C’était évident, croyait-on. L’urbanisation tapait fort sur les bons paroissiens qui consentaient facilement à flâner ailleurs qu’à la messe. Dans les églises, le vide laissé par le départ de Dieu passionnait moins que les «dix-huit trous» d’un terrain de golf. Les institutions, surtout les vénérables et les séculaires, traînaient de la patte. Parmi elles, les Églises passaient sous le rouleau compresseur. Les croyants orientaux qui jusque-là se préservaient bien de la contamination de l’Occident _ les musulmans, les juifs, entre autres _ se laissaient séduire par le modernisme. La société de consommation imposait ses dieux. Prêtres et gourous étaient condamnés au recyclage ou à la disparition. «Ajoutons la transformation du statut de la femme, l’émergence d’une civilisation de loisirs, l’omniprésence des médias qui façonnent les esprits!» (Henri Tincq, dans Le Monde, 26 novembre 1999)
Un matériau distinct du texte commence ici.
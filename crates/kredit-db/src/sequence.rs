//! Store-assigned numeric ids.
//!
//! Each table draws ids from its own counter record in `id_sequence`.
//! The increment is a single `UPSERT` statement, so concurrent callers
//! never observe the same value.

use serde::Deserialize;
use surrealdb::{Connection, Surreal};

use crate::error::DbError;

#[derive(Debug, Deserialize)]
struct SequenceRow {
    current: i64,
}

pub(crate) async fn next_id<C: Connection>(
    db: &Surreal<C>,
    sequence: &'static str,
) -> Result<i64, DbError> {
    let mut result = db
        .query(
            "UPSERT type::thing('id_sequence', $sequence) \
             SET current = (current OR 0) + 1 RETURN AFTER",
        )
        .bind(("sequence", sequence))
        .await?
        .check()?;

    let rows: Vec<SequenceRow> = result.take(0)?;
    rows.into_iter()
        .next()
        .map(|row| row.current)
        .ok_or_else(|| DbError::Corrupt {
            entity: "id_sequence".into(),
            detail: format!("sequence '{sequence}' returned no value"),
        })
}
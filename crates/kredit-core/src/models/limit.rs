//! Credit limit domain model.

use rust_decimal::Decimal;
use serde::{Deserialize, Serialize};

use crate::tenor::Tenor;

/// Per-customer credit ceiling, segmented by tenor class.
///
/// Each threshold is the maximum installment amount allowed for a
/// transaction declared at that tenor.
#[derive(Debug, Clone, PartialEq, Serialize, Deserialize)]
pub struct Limit {
    pub id: i64,
    pub customer_id: i64,
    #[serde(with = "rust_decimal::serde::float")]
    pub tenor_1: Decimal,
    #[serde(with = "rust_decimal::serde::float")]
    pub tenor_2: Decimal,
    #[serde(with = "rust_decimal::serde::float")]
    pub tenor_3: Decimal,
    #[serde(with = "rust_decimal::serde::float")]
    pub tenor_4: Decimal,
}

impl Limit {
    pub fn threshold(&self, tenor: Tenor) -> Decimal {
        match tenor {
            Tenor::One => self.tenor_1,
            Tenor::Two => self.tenor_2,
            Tenor::Three => self.tenor_3,
            Tenor::Four => self.tenor_4,
        }
    }
}

#[derive(Debug, Clone, PartialEq, Serialize, Deserialize)]
pub struct CreateLimit {
    pub customer_id: i64,
    #[serde(with = "rust_decimal::serde::float")]
    pub tenor_1: Decimal,
    #[serde(with = "rust_decimal::serde::float")]
    pub tenor_2: Decimal,
    #[serde(with = "rust_decimal::serde::float")]
    pub tenor_3: Decimal,
    #[serde(with = "rust_decimal::serde::float")]
    pub tenor_4: Decimal,
}

impl CreateLimit {
    pub fn thresholds(&self) -> [(Tenor, Decimal); 4] {
        [
            (Tenor::One, self.tenor_1),
            (Tenor::Two, self.tenor_2),
            (Tenor::Three, self.tenor_3),
            (Tenor::Four, self.tenor_4),
        ]
    }
}
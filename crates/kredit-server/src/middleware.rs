//! Bearer-token authentication for protected routes.

use axum::extract::{Request, State};
use axum::http::header::AUTHORIZATION;
use axum::middleware::Next;
use axum::response::Response;
use chrono::Utc;
use kredit_core::error::KreditError;
use tracing::warn;

use crate::app::AppState;
use crate::error::ApiError;

/// Validate the `Authorization: Bearer` header and attach the
/// [`SessionClaims`](kredit_auth::SessionClaims) to the request.
pub async fn require_session(
    State(state): State<AppState>,
    mut req: Request,
    next: Next,
) -> Result<Response, ApiError> {
    let header = match req.headers().get(AUTHORIZATION) {
        Some(value) => Some(value.to_str().map_err(|_| KreditError::AuthenticationFailed {
            reason: "authorization header is not valid text".into(),
        })?),
        None => None,
    };

    let claims = state
        .auth
        .authenticate(header, Utc::now())
        .inspect_err(|e| warn!(error = %e, path = %req.uri().path(), "rejected unauthenticated request"))?;

    req.extensions_mut().insert(claims);
    Ok(next.run(req).await)
}
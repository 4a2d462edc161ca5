//! SurrealDB implementation of [`LimitRepository`].
//!
//! No uniqueness is enforced on `customer_id`. When a customer has more
//! than one limit on file, lookups return the earliest created record.

use kredit_core::error::KreditResult;
use kredit_core::models::limit::{CreateLimit, Limit};
use kredit_core::repository::LimitRepository;
use rust_decimal::Decimal;
use serde::Deserialize;
use surrealdb::{Connection, Surreal};

use super::to_text;
use crate::error::DbError;
use crate::sequence::next_id;

#[derive(Debug, Deserialize)]
struct LimitRow {
    record_id: i64,
    customer_id: i64,
    tenor_1: Decimal,
    tenor_2: Decimal,
    tenor_3: Decimal,
    tenor_4: Decimal,
}

impl From<LimitRow> for Limit {
    fn from(row: LimitRow) -> Self {
        Limit {
            id: row.record_id,
            customer_id: row.customer_id,
            tenor_1: row.tenor_1,
            tenor_2: row.tenor_2,
            tenor_3: row.tenor_3,
            tenor_4: row.tenor_4,
        }
    }
}

/// SurrealDB implementation of the Limit repository.
#[derive(Clone)]
pub struct SurrealLimitRepository<C: Connection> {
    db: Surreal<C>,
}

impl<C: Connection> SurrealLimitRepository<C> {
    pub fn new(db: Surreal<C>) -> Self {
        Self { db }
    }
}

impl<C: Connection> LimitRepository for SurrealLimitRepository<C> {
    async fn create(&self, input: CreateLimit) -> KreditResult<Limit> {
        let id = next_id(&self.db, "credit_limit").await?;

        self.db
            .query(
                "CREATE type::thing('credit_limit', $id) SET \
                 customer_id = $customer_id, \
                 tenor_1 = $tenor_1, tenor_2 = $tenor_2, \
                 tenor_3 = $tenor_3, tenor_4 = $tenor_4 \
                 RETURN NONE",
            )
            .bind(("id", id))
            .bind(("customer_id", input.customer_id))
            .bind(("tenor_1", to_text(input.tenor_1)))
            .bind(("tenor_2", to_text(input.tenor_2)))
            .bind(("tenor_3", to_text(input.tenor_3)))
            .bind(("tenor_4", to_text(input.tenor_4)))
            .await
            .map_err(DbError::from)?
            .check()
            .map_err(|e| DbError::from_statement("credit_limit", e))?;

        Ok(Limit {
            id,
            customer_id: input.customer_id,
            tenor_1: input.tenor_1,
            tenor_2: input.tenor_2,
            tenor_3: input.tenor_3,
            tenor_4: input.tenor_4,
        })
    }

    async fn get_by_customer_id(&self, customer_id: i64) -> KreditResult<Option<Limit>> {
        let mut result = self
            .db
            .query(
                "SELECT record::id(id) AS record_id, customer_id, \
                 tenor_1, tenor_2, tenor_3, tenor_4 \
                 FROM credit_limit WHERE customer_id = $customer_id \
                 ORDER BY record_id ASC LIMIT 1",
            )
            .bind(("customer_id", customer_id))
            .await
            .map_err(DbError::from)?;

        let rows: Vec<LimitRow> = result.take(0).map_err(DbError::from)?;
        Ok(rows.into_iter().next().map(Limit::from))
    }
}
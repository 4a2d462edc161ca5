//! Server configuration.
//!
//! Sources, later overriding earlier:
//! 1. `kredit.{toml,yaml,json}` in the working directory (optional)
//! 2. Environment variables prefixed `KREDIT_`, nested keys separated
//!    by `__` (e.g. `KREDIT_DATABASE__URL`)

use config::builder::DefaultState;
use config::{Config, ConfigBuilder, Environment, File};
use kredit_auth::AuthConfig;
use kredit_db::DbConfig;
use serde::Deserialize;
use thiserror::Error;

const ENV_PREFIX: &str = "KREDIT";
const CONFIG_FILE: &str = "kredit";

#[derive(Debug, Error)]
pub enum ConfigError {
    #[error("failed to load configuration: {0}")]
    Load(#[from] config::ConfigError),

    #[error("jwt_secret must be set")]
    MissingJwtSecret,

    #[error("encryption_key must be 64 hex characters: {0}")]
    InvalidEncryptionKey(String),
}

/// Argon2id cost parameters.
#[derive(Debug, Clone, Deserialize)]
#[serde(default)]
pub struct PasswordCost {
    pub memory_kib: u32,
    pub iterations: u32,
    pub parallelism: u32,
}

impl Default for PasswordCost {
    fn default() -> Self {
        let auth = AuthConfig::default();
        Self {
            memory_kib: auth.password_memory_kib,
            iterations: auth.password_iterations,
            parallelism: auth.password_parallelism,
        }
    }
}

#[derive(Debug, Clone, Deserialize)]
#[serde(default)]
pub struct ServerConfig {
    /// Listen address (default `0.0.0.0:8080`).
    pub bind_address: String,
    /// HMAC secret for session tokens. Required.
    pub jwt_secret: String,
    /// Hex-encoded 256-bit key for document encryption. Required.
    pub encryption_key: String,
    /// Session token lifetime in seconds.
    pub token_lifetime_secs: u64,
    pub pepper: Option<String>,
    pub password_cost: PasswordCost,
    pub database: DbConfig,
}

impl Default for ServerConfig {
    fn default() -> Self {
        Self {
            bind_address: "0.0.0.0:8080".into(),
            jwt_secret: String::new(),
            encryption_key: String::new(),
            token_lifetime_secs: AuthConfig::default().token_lifetime_secs,
            pepper: None,
            password_cost: PasswordCost::default(),
            database: DbConfig::default(),
        }
    }
}

impl ServerConfig {
    /// Load from the optional config file and `KREDIT_*` environment.
    pub fn load() -> Result<Self, ConfigError> {
        Self::from_builder(
            Config::builder()
                .add_source(File::with_name(CONFIG_FILE).required(false))
                .add_source(
                    Environment::with_prefix(ENV_PREFIX)
                        .prefix_separator("_")
                        .separator("__"),
                ),
        )
    }

    fn from_builder(builder: ConfigBuilder<DefaultState>) -> Result<Self, ConfigError> {
        let config: ServerConfig = builder.build()?.try_deserialize()?;
        if config.jwt_secret.is_empty() {
            return Err(ConfigError::MissingJwtSecret);
        }
        Ok(config)
    }

    /// Derive the auth layer configuration, decoding the document key.
    pub fn auth_config(&self) -> Result<AuthConfig, ConfigError> {
        let bytes = hex::decode(self.encryption_key.trim())
            .map_err(|e| ConfigError::InvalidEncryptionKey(e.to_string()))?;
        let key: [u8; 32] = bytes
            .try_into()
            .map_err(|b: Vec<u8>| ConfigError::InvalidEncryptionKey(format!("{} bytes", b.len())))?;

        Ok(AuthConfig {
            jwt_secret: self.jwt_secret.clone(),
            token_lifetime_secs: self.token_lifetime_secs,
            pepper: self.pepper.clone(),
            password_memory_kib: self.password_cost.memory_kib,
            password_iterations: self.password_cost.iterations,
            password_parallelism: self.password_cost.parallelism,
            document_key: Some(key),
        })
    }
}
À l’approche de l’an 2000, des chorales, de plus en plus nombreuses, ont chanté en polyphonie le bon mot d’un grand intellectuel (athée par surcroît!): « Le XXIe siècle sera religieux ou ne sera pas». Quel beau refrain pour revigorer une espérance en voie d’extinction et faire jubiler les nostalgiques du bon vieux temps! André Malraux s’est défendu d’être allé aussi loin dans le prophétisme et la révélation divine: «Je n’ai jamais dit cela bien entendu, car je n’en sais rien. Ce que je dis est plus incertain. Je n’exclus pas la possibilité d’un événement spirituel à l’échelle planétaire.» (Entrevue télévisée française, Le Point, 10 novembre 1975)
Quel qu’en soit l’auteur, la chanson semble trouver preneur. Des troupes de guerriers se lèvent au nom d’Allah pour combattre les débauchés de l’Occident. Des courants ultra-orthodoxes font du tapage dans les rangs du judaïsme. Pendant que Jean-Paul II canonise la moindre graine de saint, des islamistes se chargent eux-mêmes de s’auréoler du martyre, entraînant avec eux l’ennemi pervers. Les jeunes font du camping à Toronto, à Rome, à Paris et prochainement à Cologne au nom du Christ. Sommes-nous en train de vivre Le retour de Dieu (Harvey Cox, celui qui autrefois annonçait la mort de Dieu!)? Et même La revanche de Dieu (Gilles Képel, 1992)? Dieu qu’on croyait mort n’était peut-être qu’en voyage sur une autre planète. Qui sait?
N’allons pas trop vite. Le club des prophètes a déjà son quota. Avançons seulement ce qui nous semble moins fragile. Le pluralisme des quêtes de sens a fait son nid sur la planète. N’espérons plus la mise en place d’une religion unique. «Plus personne ne peut dire: voici la tradition vraie, voici la Vérité. Parce que le régime de la Vérité a changé. Désormais, c’est l’individu qui est au centre, qui produit lui-même son propre système de significations, conduit ses expériences, exprime ses aspirations.» (Danièle Hervieu-Léger, citée par Henri Tincq dans Le Monde, 26 novembre 1999)
Les grandes religions sont secouées dans la tempête. Elles participent au déclin des institutions traditionnelles. Avec elles, elles perdent des plumes. Mon Église n’a plus le panache rutilant. Faut-il en pleurer? Faut-il regretter une époque où la foi chrétienne semblait plus respectée? Au moment du Concile Vatican II, nous avons souhaité devenir une «Église servante et pauvre». Pas par goût d’humilité ou besoin de sobriété. Simplement pour épouser la fragilité de notre chef. N’y a-t-il pas au centre même de notre foi la mort tragique de celui que nous voulons suivre? N’y a-t-il pas au coeur de son message un appel à ressembler aux enfants jusque dans leur faiblesse même? C’est scandale, clament certains; folie, rétorquent d’autres! Bien sûr! Mais c’est l’option de Jésus Christ, derrière laquelle nous reconnaissons la sagesse et la puissance de Dieu. «Heureux les pauvres, car le royaume des cieux est à eux.»